Pour analyser ce traitement médiatique, nous avons visionné les JT de France 2 et de TF1 diffusés entre le 1er avril et le 5 mai. Sur France 2, les JT oscillent entre l’anecdotique et les descriptions élogieuses de Napoléon, nuancées à la marge par quelques bribes de critiques. L’anecdotique d’abord : ce sont trois reportages (13/04 - 13h ; 25/04 - 20h ; 02/05 - 13h) consacrés à des collectionneurs, des marchands d’arts, fascinés par Napoléon ou officiant dans le commerce fétichiste d’objets liés au personnage et à sa famille. À chaque fois, les interviewés témoignent de leur passion pour l’homme, qui remonte souvent à l’enfance. Napoléon est réduit à des objets que l’on collectionne et à des clichés. Quant à son bilan politique, il se limite aux aspects les plus connus et les moins controversés, caractéristiques d’une narration historique « par le haut » (grandes batailles, mort).
Ainsi, dans le reportage du 25 avril, intitulé « Des objets de Napoléon s’arrachent à prix d’or chez les collectionneurs », France 2 réalise un reportage de terrain dans l’appartement d’une collectionneuse – « son petit paradis Napoléonien ». « Plus d’un millier d’objets cohabitent entre les murs de son appartement [...]. Parfois, elle s’offre une part de rêve à Paris, dans cet hôtel particulier ». France 2 est béat : « Deux siècles après sa mort, Napoléon fait toujours recette aux quatre coins de la planète [...]. En Chine les affaires […] [d’un marchand d’art] sont en plein essor ». À cela s’ajoute le reportage du 20h du 5 mai qui, à un témoignage près, est une enfilade de micros-trottoirs (et de clichés) de personnes vivant à l’étranger, invitées à donner leur avis sur Napoléon…
Des hagiographies
D’autres reportages, élogieux avec des critiques à la marge, se consacrent à l’histoire de Napoléon. C’est le cas du 20h du 19 avril et du 13h du 5 mai sur France 2, jour d’anniversaire de sa mort. Trois historiens y sont interrogés, respectivement Jacques-Olivier Boudon, Patrice Gueniffey et Xavier Mauduit. Dans les deux cas, on nous annonce un personnage « controversé ».

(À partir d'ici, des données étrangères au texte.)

use rayon::prelude::*;
use strsim::levenshtein;
use tracing::debug;

use super::normalization::normalize_text;
use crate::config::MatchParams;

/// Minimum number of windows handed to a single rayon task
const PARALLEL_MIN_WINDOWS: usize = 256;

/// Best-scoring window of a sliding-window scan over normalized text
#[derive(Debug, Clone, Copy, PartialEq, Eq)]
pub struct Match {
    /// Char offset of the window start in the normalized (and original) text
    pub start: usize,
    /// `start + len(normalized quote)`
    pub end: usize,
    /// Levenshtein distance between the window and the quote
    pub distance: usize,
}

/// Largest distance accepted for a quote of `quote_len` normalized chars
pub fn max_accepted_distance(quote_len: usize, tolerance: f64) -> usize {
    (tolerance * quote_len as f64).floor().max(0.0) as usize
}

/// Slide a window of the quote's length across `book` and return the closest window,
/// provided its distance is within `params.tolerance * len(quote)`.
///
/// Both arguments must already be normalized. Ties keep the lowest offset.
/// Returns `None` when the quote is empty or longer than the book, or when either
/// input still contains non-ASCII chars.
pub fn find_best_match(book: &str, quote: &str, params: &MatchParams) -> Option<Match> {
    if !book.is_ascii() || !quote.is_ascii() {
        debug!("Refusing to scan unnormalized (non-ASCII) input");
        return None;
    }

    let quote_len = quote.len();
    if quote_len == 0 || quote_len > book.len() {
        return None;
    }

    let (distance, start) = match book.find(quote) {
        // The leftmost exact occurrence is the leftmost zero-distance window
        Some(offset) => (0, offset),
        None if params.parallel => scan_parallel(book, quote),
        None => scan_sequential(book, quote),
    };

    let limit = max_accepted_distance(quote_len, params.tolerance);
    debug!(
        "Best window at offset {} with distance {} (limit {}, quote length {})",
        start, distance, limit, quote_len
    );

    if distance <= limit {
        Some(Match {
            start,
            end: start + quote_len,
            distance,
        })
    } else {
        None
    }
}

/// Normalize raw `book_text` and `quote`, then run [`find_best_match`] on the results.
///
/// Offsets in the returned [`Match`] are char offsets into `book_text`.
pub fn find_match(book_text: &str, quote: &str, params: &MatchParams) -> Option<Match> {
    find_best_match(&normalize_text(book_text), &normalize_text(quote), params)
}

fn window_distance(book: &str, quote: &str, offset: usize) -> usize {
    levenshtein(&book[offset..offset + quote.len()], quote)
}

fn scan_sequential(book: &str, quote: &str) -> (usize, usize) {
    let last = book.len() - quote.len();
    let mut best = (usize::MAX, 0);

    for offset in 0..=last {
        let distance = window_distance(book, quote, offset);
        if distance < best.0 {
            best = (distance, offset);
            if distance == 0 {
                break;
            }
        }
    }

    best
}

fn scan_parallel(book: &str, quote: &str) -> (usize, usize) {
    let last = book.len() - quote.len();

    // Ordering on (distance, offset) keeps the leftmost window among equal distances
    (0..last + 1)
        .into_par_iter()
        .with_min_len(PARALLEL_MIN_WINDOWS)
        .map(|offset| (window_distance(book, quote, offset), offset))
        .min()
        .unwrap_or((usize::MAX, 0))
}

« Napoléon Bonaparte est au cœur d’un nouveau champ de bataille : celui du bicentenaire de sa mort », annonce le reportage du 19 avril. France 2 mélange ainsi, dans une confrontation faisant penser à un match de boxe, des arguments historiques et des réflexions politiques. Les témoignages d’historiens alternent avec ceux de personnalités du monde politique et associatif (Jean-Marc Ayrault, Alexis Corbière, Lova Rinel, la présidente du Conseil représentatif des associations noires de France – le Cran) sans distinction entre ce qui tient de l’analyse historique d’une part et de choix de commémoration (des choix politiques) de l’autre. Si le reportage décline bien deux parties, une première sur l’héritage de Napoléon et une seconde sur « Comment Emmanuel Macron doit-il commémorer son lointain prédécesseur ? », le mélange des intervenants politiques et chercheurs, ainsi que leurs prises de position tend à flouter la distinction entre les deux champs et ne permet pas de poser les termes d’un débat politique sur ce qu’il faudrait commémorer ou non en 2021 en France. Débat éclairé, entre autres, par les travaux des historiens.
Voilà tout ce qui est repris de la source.